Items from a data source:
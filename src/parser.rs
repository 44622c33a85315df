use crate::ast::{Node, PartialTag, Tag, Template};
use crate::error::{ParseError, ParseErrorKind};

/// Parse template source into an AST. Any grammar violation is fatal; there
/// is no error recovery.
pub fn parse(text: &str) -> Result<Template, ParseError> {
    let mut parser = Parser::new(text);
    let items = parser.template()?;

    // template() only stops early on a close tag; at the root that close tag
    // has no matching open tag.
    if parser.i < parser.bytes.len() {
        return Err(parser.fail(ParseErrorKind::UnexpectedCloseTag));
    }

    Ok(Template { items })
}

#[derive(Debug, Clone, Copy)]
struct Location {
    i: usize,
    line: u32,
    col: u32,
}

struct Parser<'t> {
    src: &'t str,
    bytes: &'t [u8],
    i: usize,
    line: u32,
    i_at_eol: isize,
    /// Position of the most recently seen opening `{{`, anchoring tag source
    /// substrings and tag-level diagnostics.
    mustaches: Location,
}

impl<'t> Parser<'t> {
    fn new(src: &'t str) -> Self {
        Parser {
            src,
            bytes: src.as_bytes(),
            i: 0,
            line: 1,
            i_at_eol: -1,
            mustaches: Location {
                i: 0,
                line: 1,
                col: 1,
            },
        }
    }

    fn template(&mut self) -> Result<Vec<Node>, ParseError> {
        let mut list = Vec::new();
        let mut start = self.i;

        while self.i < self.bytes.len() {
            if self.look("{{") {
                self.append_text(&mut list, start);
                self.mustaches = self.location();

                if self.bytes.get(self.i + 2) == Some(&b'/') {
                    // Close tag; the enclosing section consumes it.
                    return Ok(list);
                }

                self.eat(2);
                if let Some(node) = self.item()? {
                    list.push(node);
                }
                start = self.i;
            } else {
                self.eat(1);
            }
        }

        self.append_text(&mut list, start);
        Ok(list)
    }

    /// Flush accumulated literal text, merging into a trailing text node so
    /// that no two consecutive text nodes ever exist.
    fn append_text(&self, list: &mut Vec<Node>, start: usize) {
        if start < self.i {
            let text = &self.src[start..self.i];
            if let Some(Node::Text(prev)) = list.last_mut() {
                prev.push_str(text);
            } else {
                list.push(Node::Text(text.to_string()));
            }
        }
    }

    fn item(&mut self) -> Result<Option<Node>, ParseError> {
        match self.cur() {
            Some(b'!') => {
                self.eat(1);
                self.comment()?;
                Ok(None)
            }
            Some(b'#') => {
                self.eat(1);
                self.section(false).map(Some)
            }
            Some(b'^') => {
                self.eat(1);
                self.section(true).map(Some)
            }
            Some(b'>') => {
                self.eat(1);
                self.partial().map(Some)
            }
            Some(b'{') => {
                self.eat(1);
                self.tag(true).map(|t| Some(Node::Unescaped(t)))
            }
            _ => self.tag(false).map(|t| Some(Node::Variable(t))),
        }
    }

    fn tag(&mut self, triple: bool) -> Result<Tag, ParseError> {
        self.spaces();

        let mut key = vec![self.tag_part()?];
        while self.i < self.bytes.len() && self.cur() != Some(b'}') && self.cur() != Some(b' ') {
            if self.cur() == Some(b'.') {
                self.eat(1);
                key.push(self.tag_part()?);
            } else {
                return Err(self.fail(ParseErrorKind::UnexpectedCharacter));
            }
        }

        self.spaces();

        let expected = if triple { "}}}" } else { "}}" };
        if self.look(expected) {
            self.eat(expected.len());
        } else {
            return Err(self.fail(ParseErrorKind::ExpectedDelimiter(expected)));
        }

        Ok(Tag {
            key,
            src: self.src[self.mustaches.i..self.i].to_string(),
            line: self.mustaches.line,
            col: self.mustaches.col,
        })
    }

    fn tag_part(&mut self) -> Result<String, ParseError> {
        match self.cur() {
            Some(quote @ (b'"' | b'\'')) => {
                let quote_location = self.location();
                self.eat(1);

                let start = self.i;
                while self.cur() != Some(quote) {
                    if self.i >= self.bytes.len() {
                        return Err(
                            self.fail_at(ParseErrorKind::UnclosedQuote, quote_location)
                        );
                    }
                    if self.cur() == Some(b'\\') && self.bytes.get(self.i + 1) == Some(&quote) {
                        self.eat(2);
                    } else {
                        self.eat(1);
                    }
                }

                if start == self.i {
                    return Err(self.fail(ParseErrorKind::ExpectedQuotedKeyPart));
                }

                let escaped = format!("\\{}", quote as char);
                let part = self.src[start..self.i].replace(&escaped, &(quote as char).to_string());
                self.eat(1);
                Ok(part)
            }
            _ => {
                let start = self.i;
                while self.i < self.bytes.len()
                    && matches!(self.cur(), Some(b'A'..=b'Z' | b'a'..=b'z' | b'0'..=b'9' | b'_'))
                {
                    self.eat(1);
                }

                if start < self.i {
                    Ok(self.src[start..self.i].to_string())
                } else {
                    Err(self.fail(ParseErrorKind::ExpectedKeyPart))
                }
            }
        }
    }

    fn partial(&mut self) -> Result<Node, ParseError> {
        self.spaces();

        let start = self.i;
        while self.i < self.bytes.len() && self.cur() != Some(b'}') && self.cur() != Some(b' ') {
            self.eat(1);
        }
        if start == self.i {
            return Err(self.fail(ParseErrorKind::MissingPartialName));
        }
        let name = self.src[start..self.i].to_string();

        self.spaces();

        if self.look("}}") {
            self.eat(2);
        } else {
            return Err(self.fail(ParseErrorKind::ExpectedDelimiter("}}")));
        }

        Ok(Node::Partial(PartialTag {
            name,
            src: self.src[self.mustaches.i..self.i].to_string(),
            line: self.mustaches.line,
            col: self.mustaches.col,
        }))
    }

    fn section(&mut self, inverted: bool) -> Result<Node, ParseError> {
        let open = self.tag(false)?;
        let body = self.template()?;

        if !self.look("{{/") {
            return Err(self.fail(ParseErrorKind::MissingCloseTag { open: open.src }));
        }
        self.eat(3);

        // template() anchored `mustaches` at this close tag's `{{`.
        let close = self.tag(false)?;
        if open.key != close.key {
            return Err(self.fail_at(
                ParseErrorKind::CloseTagMismatch {
                    open: open.src,
                    found: close.src,
                },
                self.mustaches,
            ));
        }

        Ok(if inverted {
            Node::Inverted { open, close, body }
        } else {
            Node::Section { open, close, body }
        })
    }

    fn comment(&mut self) -> Result<(), ParseError> {
        while self.i < self.bytes.len() {
            if self.look("}}") {
                self.eat(2);
                return Ok(());
            }
            self.eat(1);
        }
        Err(self.fail_at(ParseErrorKind::UnclosedComment, self.mustaches))
    }

    fn cur(&self) -> Option<u8> {
        self.bytes.get(self.i).copied()
    }

    fn look(&self, expected: &str) -> bool {
        self.bytes
            .get(self.i..)
            .is_some_and(|rest| rest.starts_with(expected.as_bytes()))
    }

    fn eat(&mut self, count: usize) {
        for _ in 0..count {
            if self.cur() == Some(b'\n') {
                self.line += 1;
                self.i_at_eol = self.i as isize;
            }
            self.i += 1;
        }
    }

    fn spaces(&mut self) {
        while self.cur() == Some(b' ') {
            self.eat(1);
        }
    }

    fn location(&self) -> Location {
        Location {
            i: self.i,
            line: self.line,
            col: (self.i as isize - self.i_at_eol) as u32,
        }
    }

    fn fail(&self, kind: ParseErrorKind) -> ParseError {
        self.fail_at(kind, self.location())
    }

    fn fail_at(&self, kind: ParseErrorKind, location: Location) -> ParseError {
        ParseError {
            kind,
            line: location.line,
            col: location.col,
        }
    }
}
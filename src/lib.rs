pub mod ast;
mod cache;
pub mod error;
pub mod fs;
pub mod parser;
mod render;
mod serializer;
pub mod value;

pub use error::{ParseError, ParseErrorKind, RenderError};
pub use fs::{DiskFs, FileSystem};
pub use render::{render, render_with};
pub use serializer::to_value;
pub use value::{LazyValue, SectionFn, Value};
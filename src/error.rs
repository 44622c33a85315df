use thiserror::Error;

/// Positioned, fatal parse failure. Line and column are 1-based; the column
/// counts bytes since the last newline.
#[derive(Error, Debug, Clone, PartialEq, Eq)]
#[error("{kind} on line {line}, col {col}")]
pub struct ParseError {
    pub kind: ParseErrorKind,
    pub line: u32,
    pub col: u32,
}

#[derive(Debug, Clone, PartialEq, Eq)]
pub enum ParseErrorKind {
    ExpectedKeyPart,
    ExpectedQuotedKeyPart,
    UnclosedQuote,
    UnclosedComment,
    UnexpectedCharacter,
    UnexpectedCloseTag,
    MissingPartialName,
    ExpectedDelimiter(&'static str),
    CloseTagMismatch { open: String, found: String },
    MissingCloseTag { open: String },
}

impl std::fmt::Display for ParseErrorKind {
    fn fmt(&self, f: &mut std::fmt::Formatter<'_>) -> std::fmt::Result {
        match self {
            ParseErrorKind::ExpectedKeyPart => f.write_str("Expected key part"),
            ParseErrorKind::ExpectedQuotedKeyPart => f.write_str("Expected quoted key part"),
            ParseErrorKind::UnclosedQuote => f.write_str("Unclosed quote in key part"),
            ParseErrorKind::UnclosedComment => f.write_str("Unclosed comment starting"),
            ParseErrorKind::UnexpectedCharacter => f.write_str("Unexpected character"),
            ParseErrorKind::UnexpectedCloseTag => f.write_str("Unexpected close tag"),
            ParseErrorKind::MissingPartialName => f.write_str("Expected partial name"),
            ParseErrorKind::ExpectedDelimiter(delim) => write!(f, "Expected \"{}\"", delim),
            ParseErrorKind::CloseTagMismatch { open, found } => {
                write!(f, "Expected close tag for {} but found {}", open, found)
            }
            ParseErrorKind::MissingCloseTag { open } => {
                write!(f, "Expected close tag for {}", open)
            }
        }
    }
}

/// Represents errors that can abort a render call.
#[derive(Error, Debug)]
pub enum RenderError {
    #[error("Parse error in \"{path}\": {source}")]
    Parse {
        path: String,
        #[source]
        source: ParseError,
    },
    #[error(transparent)]
    Io(#[from] std::io::Error),
    #[error(
        "Runtime error in \"{path}\": {tag} is a section function (it can only have textual content) on line {line}, col {col}"
    )]
    SectionBody {
        path: String,
        tag: String,
        line: u32,
        col: u32,
    },
    /// Failure reported by a lazy value or a section function, passed through
    /// verbatim.
    #[error("{0}")]
    Custom(String),
}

TASK DIRECTIONS
Start with the first line of the data and print every line exactly. The line containing "no error recovery." is the last one to include.

ANSWER TO THIS TASK
filename src/parser.rs
repository 44622c33a85315df
use crate::ast::{Node, PartialTag, Tag, Template};
use crate::error::{ParseError, ParseErrorKind};

/// Parse template source into an AST. Any grammar violation is fatal; there
/// is no error recovery.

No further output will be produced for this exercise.